Segment Start: INFORMATION

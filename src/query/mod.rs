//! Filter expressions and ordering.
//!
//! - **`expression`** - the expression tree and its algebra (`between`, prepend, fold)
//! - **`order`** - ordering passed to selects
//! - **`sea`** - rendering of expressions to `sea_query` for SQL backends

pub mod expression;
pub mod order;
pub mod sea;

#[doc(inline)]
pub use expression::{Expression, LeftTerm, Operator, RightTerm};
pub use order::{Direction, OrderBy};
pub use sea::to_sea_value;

Segment End: INFORMATION

▶ [THE PROBLEM] Without altering a single word, repeat the material.

▶ [WORKED SOLUTION]
filename src/query/mod.rs
//! Filter expressions and ordering.
//!
//! - **`expression`** - the expression tree and its algebra (`between`, prepend, fold)
//! - **`order`** - ordering passed to selects
//! - **`sea`** - rendering of expressions to `sea_query` for SQL backends

pub mod expression;
pub mod order;
pub mod sea;

#[doc(inline)]
pub use expression::{Expression, LeftTerm, Operator, RightTerm};
pub use order::{Direction, OrderBy};
pub use sea::to_sea_value;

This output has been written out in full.